To upfront or not upfront, that is the question.

AMC Networks will choose the former, holding an in-person event with between 200 to 250 attendees at Jazz at Lincoln Center on Tuesday, April 18. The company opts for the approach after at least one of the nation’s biggest media companies has opted to abandon the concept, and a sector upstart has unveiled an effort to take its place.

AMC, home to premium series tied to “The Walking Dead” and author Anne Rice’s novels, intends to focus on the aforementioned series, as well as “Lucky Hank,” a new show starring Bob Odenkirk and Mireille Enos. The company will also discuss other programs; a widening array of FAST channels; and emerging methods of so-called “advanced advertising” that uses data to hone in on specific consumer groups.

“We are looking forward to the most innovative and future-facing upfront in our history, with a focus on partnering with marketers around targeted audiences, creative ad products and an exciting slate of high-quality programming that will build on our proven ability to engage passionate fan communities around compelling franchises and universes,” said Kim Kelleher, AMC Networks’ chief commercial officer, in a statement.

AMC will hold its upfront after indicating in November that it has been pressured by the migration of TV viewers to streaming hubs. AMC Networks parted ways with new CEO Christina Spade last year. James Dolan, one of the members of the company’s controlling family, has taken on her role. “It was our belief that cord cutting losses would be offset by gains in streaming. This has not been the case,” Dolan said last year. “We are primarily a content company and the mechanisms for the monetization of content are in disarray.”

In an era when consumer viewing patterns are changing radically, some advertisers have questioned whether a traditional upfront buying cycle remains relevant. In the upfront, advertisers try to lock in prices by buying in advance. But in the current era, consumers find content at times of their own choosing, not necessarily during primetime or the typical September-to-May TV season.

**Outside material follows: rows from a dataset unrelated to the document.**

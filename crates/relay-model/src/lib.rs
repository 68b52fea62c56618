mod gateway;
mod mock;
mod types;

pub use gateway::{Gateway, ResponseStream};
pub use mock::{EchoGateway, ScriptedGateway};
pub use types::*;

use anyhow::bail;
use relay_config::ModelConfig;

/// Construct a boxed [`Gateway`] from configuration.
///
/// Only the built-in mock gateway is selectable here; real transports
/// implement [`Gateway`] in the embedding application and are wired in
/// directly.
pub fn from_config(cfg: &ModelConfig) -> anyhow::Result<Box<dyn Gateway>> {
    match cfg.provider.as_str() {
        "mock" => Ok(Box::new(EchoGateway)),
        other => bail!("unknown gateway provider: {other}"),
    }
}
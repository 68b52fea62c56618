// Copyright (c) 2024-2026 Martin Schröder <info@swedishembedded.com>
//
// SPDX-License-Identifier: MIT
use thiserror::Error;

/// Terminal run errors.
///
/// Only these abort a run; everything else (tool failures, malformed
/// envelopes, patch conflicts, invalid delegations) is absorbed into the
/// transcript as a failed result or corrective turn so the model can
/// self-correct.
#[derive(Debug, Error)]
pub enum EngineError {
    /// Transport-level gateway failure (connect, auth, rate limit).
    #[error("gateway error: {0}")]
    Gateway(String),

    /// The iteration budget ran out before a final answer.
    #[error("max iterations exceeded")]
    IterationBudgetExceeded,

    /// The engine was asked to run an agent id it does not know.
    #[error("unknown agent: {0}")]
    UnknownAgent(String),

    /// The named agent has the wrong role for the requested entry point.
    #[error("agent {id} has role {role}, expected {expected}")]
    WrongRole {
        id: String,
        role: String,
        expected: String,
    },
}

Paramount Global raised eyebrows in December when it said it would scrap the long-running Carnegie Hall presentation it has held for year. TV networks typically use mid-May to kick off the industry’s annual “upfront” market, when the industry tries to sell the bulk of its advertising inventory in advance of its next programming cycle. Netflix intends to take over the Wednesday slot previously controlled by Paramount.

AMC Networks intends to complement its live event with a series of bespoke presentations to individual media buyers.